For merging base model with lora adapter I was following the guide: https://huggingface.co/docs/trl/main/en/use_model Training code is based on this blog post: https://huggingface.co/blog/gemma-peft
The problem is that the training takes a while (for 300k rows in a data loader it might take even 8 hours) but after training the model seems… untrained. The interference output looks almost identical to the output of the base model.
Furthermore, when I check for the weights of the trained and original models then they appear to be identical.
I also consistently encounter the following error message, while loading saved model:
Some weights of the model checkpoint at output/merged were not used when initializing GemmaForCausalLM: ['model.layers.0._orig_module.input_layernorm.weight',
(...)
'model.layers.9.self_attn.v_proj.weight']
You should probably TRAIN this model on a down-stream task to be able to use it for predictions and inference.
Below is the minimal working code that trains and saves the model.
# Make sure to run the script with the following envs:
# PJRT_DEVICE=TPU XLA_USE_SPMD=1
import torch
import torch_xla
import peft
import trl
import torch_xla.core.xla_model as xm
from datasets import load_dataset
from peft import LoraConfig
from transformers import AutoTokenizer, AutoModelForCausalLM, TrainingArguments
from trl import SFTTrainer
print(f"{torch.__version__=}")
print(f"{torch_xla.__version__=}")
print(f"{peft.__version__=}")
print(f"{trl.__version__=}")
device = xm.xla_device() # Set up TPU device.
def check_model_weights_equality(model1, model2):
params1, params2 = model1.parameters(), model2.parameters()
sum1 = sum(p.numel() for p in params1)
sum2 = sum(p.numel() for p in params2)
if (sum1 != sum2):
print(f"Number of parameters are different in {model1.__class__}:{sum1} and {model2.__class__}:{sum2} are different")
return False
for p1, p2 in zip(params1, params2):
if not torch.equal(p1, p2):
print(f"weights of {model1.__class__} and {model2.__class__} are different")
return False
print(f"models {model1.__class__} and {model2.__class__} are the same")
return True
def train():
tokenizer = AutoTokenizer.from_pretrained("NousResearch/gemma-2b-it-tokenizer")
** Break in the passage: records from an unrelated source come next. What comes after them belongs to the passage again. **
use crate::{
    api::{
        AppState, csv_response,
        error::{ApiJson, ApiPath, ApiQuery},
    },
    core::{
        expense::{self, ExpenseFilter, NewExpense},
        export,
    },
    entities::{ExpenseModel, ExpenseStatus},
    errors::{Error, Result},
};
use axum::{Json, extract::State, http::StatusCode, response::Response};
use serde::Deserialize;
use std::sync::Arc;

#[derive(Deserialize)]
pub struct StatusUpdate {
    status: ExpenseStatus,
}

pub async fn list_expenses(
    State(state): State<Arc<AppState>>,
    ApiQuery(filter): ApiQuery<ExpenseFilter>,
) -> Result<Json<Vec<ExpenseModel>>> {
    Ok(Json(expense::list_expenses(&state.database, &filter).await?))
}

pub async fn create_expense(
    State(state): State<Arc<AppState>>,
    ApiJson(payload): ApiJson<NewExpense>,
) -> Result<(StatusCode, Json<ExpenseModel>)> {
    let created = expense::create_expense(&state.database, payload).await?;
    Ok((StatusCode::CREATED, Json(created)))
}

pub async fn get_expense(
    State(state): State<Arc<AppState>>,
    ApiPath(id): ApiPath<i64>,
) -> Result<Json<ExpenseModel>> {
    expense::get_expense_by_id(&state.database, id)
        .await?
        .map(Json)
        .ok_or(Error::RecordNotFound {
            kind: "Expense",
            id,
        })
}

pub async fn update_expense(
    State(state): State<Arc<AppState>>,
    ApiPath(id): ApiPath<i64>,
    ApiJson(payload): ApiJson<NewExpense>,
) -> Result<Json<ExpenseModel>> {
    Ok(Json(
        expense::update_expense(&state.database, id, payload).await?,
    ))
}

pub async fn set_expense_status(
    State(state): State<Arc<AppState>>,
    ApiPath(id): ApiPath<i64>,
    ApiJson(payload): ApiJson<StatusUpdate>,
) -> Result<Json<ExpenseModel>> {
    Ok(Json(
        expense::set_expense_status(&state.database, id, payload.status).await?,
    ))
}

pub async fn delete_expense(
    State(state): State<Arc<AppState>>,
    ApiPath(id): ApiPath<i64>,
) -> Result<StatusCode> {
    expense::delete_expense(&state.database, id).await?;
    Ok(StatusCode::NO_CONTENT)
}

pub async fn export_expenses(
    State(state): State<Arc<AppState>>,
    ApiQuery(filter): ApiQuery<ExpenseFilter>,
) -> Result<Response> {
    let expenses = expense::list_expenses(&state.database, &filter).await?;
    Ok(csv_response("expenses.csv", export::expenses_to_csv(&expenses)?))
}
model = AutoModelForCausalLM.from_pretrained("google/gemma-2b-it", torch_dtype=torch.bfloat16)
dataset = load_dataset("pawkanarek/poke_test", split="train")
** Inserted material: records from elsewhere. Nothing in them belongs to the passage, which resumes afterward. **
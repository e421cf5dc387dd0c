use crate::{
    api::{AppState, error::ApiQuery},
    core::{category, report::{self, FinancialOverview}},
    errors::Result,
};
use axum::{Json, extract::State};
use serde::Deserialize;
use std::sync::Arc;

#[derive(Deserialize)]
pub struct OverviewQuery {
    year: Option<i32>,
}

#[derive(Deserialize)]
pub struct CategoryQuery {
    #[serde(default)]
    prefix: String,
}

pub async fn overview(
    State(state): State<Arc<AppState>>,
    ApiQuery(query): ApiQuery<OverviewQuery>,
) -> Result<Json<FinancialOverview>> {
    Ok(Json(
        report::generate_overview(&state.database, query.year).await?,
    ))
}

/// Category autocomplete across incomes, expenses and budgets.
pub async fn categories(
    State(state): State<Arc<AppState>>,
    ApiQuery(query): ApiQuery<CategoryQuery>,
) -> Result<Json<Vec<String>>> {
    Ok(Json(
        category::suggest_categories(&state.database, &query.prefix).await?,
    ))
}
//! `tea-ledger` - financial tracking backend for a tea factory
//!
//! This crate records incomes, expenses and per-category budgets, derives
//! spend-vs-budget and profit reports from them, and serves everything over a JSON
//! HTTP API with user accounts and support tickets.

// Deny the most critical lints that could lead to bugs or security issues
#![deny(
    // Security and correctness
    unsafe_code,
    unsafe_op_in_unsafe_fn,

    // Code quality - things that are almost always bugs
    unreachable_code,
    unreachable_patterns,
    unused_must_use,

    // Documentation - broken links are bugs
    rustdoc::broken_intra_doc_links,
    rustdoc::private_intra_doc_links,
)]
// Warn on things that should be fixed but aren't necessarily bugs
#![warn(
    // Documentation - missing docs should be added gradually
    missing_docs,

    // Clippy categories for overall code quality
    clippy::all,
    clippy::pedantic,
    clippy::nursery,

    // Performance
    clippy::inefficient_to_string,
    clippy::large_types_passed_by_value,
    clippy::needless_pass_by_value,
    clippy::unnecessary_wraps,

    // Correctness
    clippy::clone_on_ref_ptr,
    clippy::dbg_macro,
    clippy::exit,
    clippy::expect_used,
    clippy::float_cmp,
    clippy::panic,
    clippy::todo,
    clippy::unimplemented,
    clippy::unwrap_used,

    // Complexity and readability
    clippy::cognitive_complexity,
    clippy::large_enum_variant,
    clippy::match_same_arms,
    clippy::too_many_lines,

    // Style consistency
    clippy::enum_glob_use,
    clippy::inconsistent_struct_constructor,
    clippy::missing_errors_doc,
    clippy::missing_panics_doc,
    clippy::must_use_candidate,
    clippy::redundant_closure_for_method_calls,
    clippy::semicolon_if_nothing_returned,
    clippy::wildcard_imports,

    // Future compatibility
    future_incompatible,
    rust_2018_idioms,
)]
// Allow some pedantic lints that are too noisy or not applicable
#![allow(
    clippy::module_name_repetitions,  // Common pattern in Rust
    clippy::missing_errors_doc,        // Will add gradually
    clippy::missing_panics_doc,        // Will add gradually
)]

// Note: `missing_docs` is set to `warn` instead of `deny` because macro-generated
// code (e.g., `DeriveEntityModel`) doesn't include docs.

/// HTTP interface - router, handlers and auth middleware
pub mod api;
/// Configuration management for database, server, auth and seed settings
pub mod config;
/// Core business logic - framework-agnostic records, budgets, reports and accounts
pub mod core;
/// SeaORM entity definitions for database tables
pub mod entities;
/// Unified error types and result handling
pub mod errors;

#[cfg(test)]
pub mod test_utils;
//! Expense entity - money leaving the factory.
//!
//! Expenses are matched against budgets by their `category` string; there is no
//! foreign key between the two tables. Each expense carries an approval status that
//! starts as [`ExpenseStatus::Pending`].

use rust_decimal::Decimal;
use sea_orm::entity::prelude::*;
use sea_orm::sea_query::StringLen;
use serde::{Deserialize, Serialize};

/// Approval state of an expense
#[derive(
    Clone, Copy, Debug, Default, PartialEq, Eq, Hash, EnumIter, DeriveActiveEnum, Serialize, Deserialize,
)]
#[sea_orm(rs_type = "String", db_type = "String(StringLen::N(16))")]
pub enum ExpenseStatus {
    /// Recorded but not yet signed off
    #[default]
    #[sea_orm(string_value = "Pending")]
    Pending,
    /// Signed off by management
    #[sea_orm(string_value = "Approved")]
    Approved,
}

impl ExpenseStatus {
    /// Wire and storage spelling of the status
    #[must_use]
    pub const fn as_str(self) -> &'static str {
        match self {
            Self::Pending => "Pending",
            Self::Approved => "Approved",
        }
    }
}

/// Expense database model
#[derive(Clone, Debug, PartialEq, Eq, DeriveEntityModel, Serialize, Deserialize)]
#[serde(rename_all = "camelCase")]
#[sea_orm(table_name = "expenses")]
pub struct Model {
    /// Unique identifier for the expense
    #[sea_orm(primary_key)]
    pub id: i64,
    /// Grouping label, compared verbatim with budget categories
    pub category: String,
    /// Amount spent, never negative
    pub amount: Decimal,
    /// Day the expense was incurred
    pub date: Date,
    /// Optional free-text note
    pub description: Option<String>,
    /// Approval status
    pub status: ExpenseStatus,
}

/// Expenses are linked to budgets by category text only
#[derive(Copy, Clone, Debug, EnumIter, DeriveRelation)]
pub enum Relation {}

impl ActiveModelBehavior for ActiveModel {}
lora_config = LoraConfig(r=8, target_modules=["k_proj", "v_proj"], task_type="CAUSAL_LM")
fsdp_config = {"fsdp_transformer_layer_cls_to_wrap": ["GemmaDecoderLayer"], "xla": True, "xla_fsdp_v2": True, "xla_fsdp_grad_ckpt": True}
trainer = SFTTrainer(
model=model,
train_dataset=dataset,
tokenizer = tokenizer,
args=TrainingArguments(
per_device_train_batch_size=64,
num_train_epochs=4, # small epochs for brevity, but the same is also with larger epochs
output_dir="output/trained_model",
optim="adafactor",
dataloader_drop_last = True, # Required for SPMD.
fsdp="full_shard",
fsdp_config=fsdp_config,
),
peft_config=lora_config,
max_seq_length=2048,
)
trainer.train()
merged_model = trainer.model.merge_and_unload() # merge LORA with base model
merged_model.to("cpu")
merged_model.save_pretrained("output/merged")
### VERIFICATION, ENSURE THAT MODEL WAS TRAINED
trained_model = AutoModelForCausalLM.from_pretrained("output/merged", torch_dtype=torch.bfloat16)
original_model = AutoModelForCausalLM.from_pretrained("google/gemma-2b-it", torch_dtype=torch.bfloat16)
check_model_weights_equality(trained_model, original_model)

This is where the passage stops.